This week, many of the various factions of the anti-abortion movement will gather in Washington for the March For Life, an annual event that marks the anniversary of the Supreme Court’s decision in Roe v. Wade.
The wide array of events surrounding the march reflect many of the strands of the anti-choice movement. This morning, far-flung members of the “rescue” movement — those who protest outside of clinics and sometimes harass providers and patients — joined local activists who have been protesting at a new Planned Parenthood building, much to the dismay of the elementary school next door. On Wednesday, a group of demonstrators elsewhere in Washington mistakenly protested outside of a closed Planned Parenthood building. Over the next few days, young activists will have two rallies and a conference dedicated just to them. Lawyers and law students will meet about legal strategies for turning back abortion rights. For the first time, there will be a conference focused on evangelicals.

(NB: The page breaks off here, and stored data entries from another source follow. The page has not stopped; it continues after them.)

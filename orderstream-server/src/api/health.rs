use crate::state::AppState;
use axum::{Json, extract::State, http::StatusCode, response::IntoResponse};
use serde::Serialize;

/// Health check response.
#[derive(Serialize)]
struct HealthResponse {
    status: &'static str,
    database: &'static str,
    change_poller: &'static str,
    websocket_connections: usize,
    #[serde(with = "time::serde::rfc3339")]
    timestamp: time::OffsetDateTime,
}

/// Liveness probe over the same components the pipeline uses. Pure
/// query; returns 503 when the store is unreachable.
pub async fn health_check(State(state): State<AppState>) -> impl IntoResponse {
    let db_healthy = state.store.ping().await;

    let response = HealthResponse {
        status: if db_healthy { "healthy" } else { "unhealthy" },
        database: if db_healthy { "connected" } else { "disconnected" },
        change_poller: if state.poller.is_running() {
            "running"
        } else {
            "stopped"
        },
        websocket_connections: state.registry.connection_count().await,
        timestamp: time::OffsetDateTime::now_utc(),
    };

    let code = if db_healthy {
        StatusCode::OK
    } else {
        StatusCode::SERVICE_UNAVAILABLE
    };
    (code, Json(response))
}
pub mod order;
pub mod ws;

pub use order::{OrderSnapshot, OrderStatus};
pub use ws::{
    ChangeOperation, ErrorPayload, HeartbeatPayload, InitialDataPayload, OrderChangePayload,
    WsClientMessage, WsServerMessage, WsServerPayload,
};
//! Structured logging setup, following the same `tracing` +
//! `tracing-subscriber` wiring used throughout the rest of the ecosystem
//! this crate was pulled out of.

use tracing_subscriber::layer::SubscriberExt;
use tracing_subscriber::Registry;

/// Install a global `tracing` subscriber. `log_level` is an `EnvFilter`
/// directive string (e.g. `"beam_node_lib=debug,info"`); `RUST_LOG`
/// overrides it when set.
pub fn init_tracing(
    log_level: &str,
    show_target: bool,
) -> Result<(), Box<dyn std::error::Error + Send + Sync>> {
    let env_filter = tracing_subscriber::EnvFilter::try_from_default_env()
        .unwrap_or_else(|_| tracing_subscriber::EnvFilter::new(log_level.to_string()));
    let fmt_layer = tracing_subscriber::fmt::layer().with_target(show_target);

    let subscriber = Registry::default().with(env_filter).with(fmt_layer);

    tracing::subscriber::set_global_default(subscriber)
        .map_err(|e| format!("failed to set global tracing subscriber: {e}"))?;

    Ok(())
}
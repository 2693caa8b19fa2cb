//! The async, actor-based node/connection client: a local [`Node`] identity
//! that dials remote BEAM nodes and hands back a [`Connection`] handle.

mod connection;
mod dispatch;
mod error;
mod identity;
mod transport;

pub use connection::{Connection, ConnectionState, FrameEvent, Messages, SendTarget, TypedMessages};
pub use dispatch::CallHandler;
pub use error::NodeError;
pub use identity::NodeIdentity;

use std::time::Duration;

use crate::config::NodeConfig;
use crate::term::Pid;

/// This process's local distribution identity. Cheap to clone; every
/// [`Node::connect`] call mints a fresh locally-unique [`Pid`] for the
/// resulting connection.
#[derive(Debug, Clone)]
pub struct Node {
    identity: NodeIdentity,
}

impl Node {
    pub fn new(name: impl Into<String>, cookie: impl Into<String>) -> Self {
        Self {
            identity: NodeIdentity::new(name, cookie),
        }
    }

    pub fn from_config(config: &NodeConfig) -> Self {
        Self::new(config.name.clone(), config.cookie.clone())
    }

    pub fn identity(&self) -> &NodeIdentity {
        &self.identity
    }

    /// Dial `remote_addr` (a `host:port` pair for the remote node's
    /// distribution port) and, if it answers within `config`'s connect
    /// timeout, return a ready [`Connection`]. A down or unreachable peer
    /// surfaces as [`NodeError::ConnectionFailed`] rather than a bare
    /// timeout, whether the failure was a refused connect or the deadline
    /// elapsing first.
    pub async fn connect(
        &self,
        remote_addr: &str,
        register_as: Option<&str>,
        config: &NodeConfig,
    ) -> Result<Connection, NodeError> {
        Connection::dial(
            self.identity.clone(),
            remote_addr,
            Duration::from_millis(config.connect_timeout_ms),
            register_as,
            config.subscriber_capacity,
        )
        .await
    }

    pub fn fresh_pid(&self) -> Pid {
        self.identity.fresh_pid()
    }
}

#[cfg(test)]
mod tests {
    use super::*;

    #[tokio::test]
    async fn down_node_connect_fails_fast_not_with_a_timeout() {
        // Port 1 is reserved and nothing listens there in any sandbox this
        // test runs in, so the OS refuses the connect immediately instead
        // of letting the deadline below elapse.
        let node = Node::new("client@localhost", "cookie");
        let config = NodeConfig {
            name: "client@localhost".into(),
            cookie: "cookie".into(),
            connect_timeout_ms: 5_000,
            subscriber_capacity: 16,
        };
        let result = node.connect("127.0.0.1:1", None, &config).await;
        assert!(matches!(result, Err(NodeError::ConnectionFailed(_))));
    }
}
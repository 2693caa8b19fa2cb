#![forbid(unsafe_code)]

use std::path::PathBuf;
use std::process::ExitCode;

use beam_node_lib::{load_from_path, rpc, Node, NodeConfig, Term};
use clap::{Parser, Subcommand};
use tracing::{error, info};

#[derive(Parser, Debug)]
#[command(author, version, about = "Distributed-Erlang node client")]
struct Cli {
    /// Path to this node's configuration TOML file (name, cookie, timeouts).
    #[arg(short, long, value_name = "FILE", default_value = "beam-node.toml")]
    config: PathBuf,

    #[command(subcommand)]
    command: Command,
}

#[derive(Subcommand, Debug)]
enum Command {
    /// Call `module:function()` on a remote node and print the reply.
    Rpc {
        /// Remote node's distribution address, e.g. `127.0.0.1:9000`.
        remote: String,
        module: String,
        function: String,
        #[arg(long)]
        register_as: Option<String>,
        #[arg(long, value_parser = clap::value_parser!(u64))]
        timeout_ms: Option<u64>,
    },
    /// Connect and print every inbound message until the connection closes.
    Listen {
        remote: String,
        #[arg(long)]
        register_as: Option<String>,
    },
}

#[tokio::main]
async fn main() -> ExitCode {
    if let Err(e) = beam_node_lib::telemetry::init_tracing("info", false) {
        eprintln!("failed to initialise tracing: {e}");
    }

    let cli = Cli::parse();
    let config = match load_from_path(&cli.config) {
        Ok(cfg) => cfg,
        Err(err) => {
            error!(%err, "failed to load node configuration");
            return ExitCode::FAILURE;
        }
    };

    match run(config, cli.command).await {
        Ok(()) => ExitCode::SUCCESS,
        Err(err) => {
            error!(%err, "command failed");
            ExitCode::FAILURE
        }
    }
}

async fn run(config: NodeConfig, command: Command) -> Result<(), Box<dyn std::error::Error>> {
    let node = Node::from_config(&config);

    match command {
        Command::Rpc {
            remote,
            module,
            function,
            register_as,
            timeout_ms,
        } => {
            let conn = node.connect(&remote, register_as.as_deref(), &config).await?;
            info!(self_pid = %conn.self_pid(), "connected");
            let deadline = timeout_ms.map(std::time::Duration::from_millis);
            let reply = rpc::call(&conn, &module, &function, Vec::<Term>::new(), deadline).await?;
            println!("{reply}");
            Ok(())
        }
        Command::Listen { remote, register_as } => {
            let conn = node.connect(&remote, register_as.as_deref(), &config).await?;
            info!(self_pid = %conn.self_pid(), "connected, listening for messages");
            let mut messages = conn.messages().await;
            loop {
                match messages.recv().await {
                    Ok(term) => println!("{term}"),
                    Err(err) => {
                        error!(%err, "connection closed");
                        return Ok(());
                    }
                }
            }
        }
    }
}
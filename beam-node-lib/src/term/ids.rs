//! Node-qualified identifiers: process ids, ports, and references.
//!
//! All three carry a `creation` counter distinguishing successive
//! incarnations of the same node identity, and compare/hash structurally
//! over every field rather than by any notion of object identity.

#[derive(Debug, Clone, PartialEq, Eq, Hash)]
pub struct Pid {
    pub node: String,
    pub num: u32,
    pub serial: u32,
    pub creation: u32,
}

#[derive(Debug, Clone, PartialEq, Eq, Hash)]
pub struct Port {
    pub node: String,
    pub id: u64,
    pub creation: u32,
}

/// One or more 32-bit words of reference entropy, in wire order.
#[derive(Debug, Clone, PartialEq, Eq, Hash)]
pub struct Reference {
    pub node: String,
    pub creation: u32,
    pub ids: Vec<u32>,
}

But many of these events will be connected by the presence of one familiar face: David Daleiden, the young activist whose “sting” operation against Planned Parenthood has shaken up the anti-abortion movement. Daleiden isn’t scheduled for a main-stage slot at the march, but he’ll be making appearances at the Planned Parenthood protest, the evangelical summit, the lawyers’ event and a Family Research council event, along with a related Students for Life event on the West Coast on Sunday.
Daleiden’s influence will likely be felt even at events where he isn’t present: The keynote speech at the march itself will be delivered by Carly Fiorina, the Republican presidential candidate who has routinely recited a false story of what she claims to have seen in one of Daleiden’s films.
The central role of Daleiden in this week’s events reflects the extent to which his project, which stemmed from one of the most radical strands of the anti-choice movement, has brought radical protest groups back to prominence and shifted the strategy and priorities of the more “mainstream” parts of the movement.
Last summer, Daleiden started releasing a series of videos, taken undercover in conversations with Planned Parenthood employees, which he claimed showed the women’s health organization illegally profiting off fetal tissue donated for research. Those claims didn’t hold up, but they opened up a new line of attack for the anti-choice movement — along with a new wave of violence — that culminated in the recent votes in Congress to defund Planned Parenthood, something that anti-choice leaders say they will now be able to do once and for all if a Planned Parenthood foe is elected president. Planned Parenthood is now suing Daleiden and his accomplices.
This renewed focus on Planned Parenthood has helped to elevate the rescue movement, which Daleiden’s project grew out of. Two of Daleiden’s closest advisors, Operation Rescue’s Troy Newman and Life Dynamics’ Mark Crutcher, helped to pioneer the strategy of cutting down access to abortion by making life miserable for abortion providers and patients. Crutcher has specialized in doing this through “sting” operations, including one that Daleiden’s was modeled after, and now hopes to train and “unleash a whole army of David Daleidens” on abortion providers.
Planned Parenthood has long been a target of these groups. After Daleiden started releasing his videos, anti-choice groups began directing their activists to protests in front of Planned Parenthood clinics led by some of the old guard of the rescue movement. This created what Newman described as “the largest coordinated protest of abortion clinics” since the prime of the rescue movement in the 1980s and 1990s.
Daleiden’s videos have also prompted a shift in how major anti-choice groups are talking about their work. Americans United for Life, the influential anti-abortion legal group, has been a leader in the strategy of pushing abortion restrictions in the name of “women’s health,” offering legislators anti-choice model bills through what it calls its “Women’s Protection Program.” But since Daleiden started releasing his videos, AUL has sensed an opportunity and started shifting its rhetoric toward legal rights for fetuses, launching what it calls an “Infants’ Protection Project” that quietly aims to build on “personhood” protections for fetuses.
Marjorie Dannenfelser, the head of the anti-choice campaign powerhouse Susan B. Anthony List, told ProPublica that in Daleiden’s videos, her group “saw our opening — and we jumped all in.”
That has certainly also been the case with Fiorina and her fellow Republican presidential candidates, nearly all of whom say they want to remove federal funding from Planned Parenthood’s services to low-income women (none of which goes towards abortions), and several of whom have vowed to attempt to ban all abortion, some through a radical “personhood” strategy.
The official theme of this year’s March for Life is “Pro-Life and Pro-Woman go Hand in Hand,” a nod to the strategy of portraying abortion restrictions as protections for women. But it seems likely that it will be hard to escape Daleiden’s attack on Planned Parenthood and its aftermath.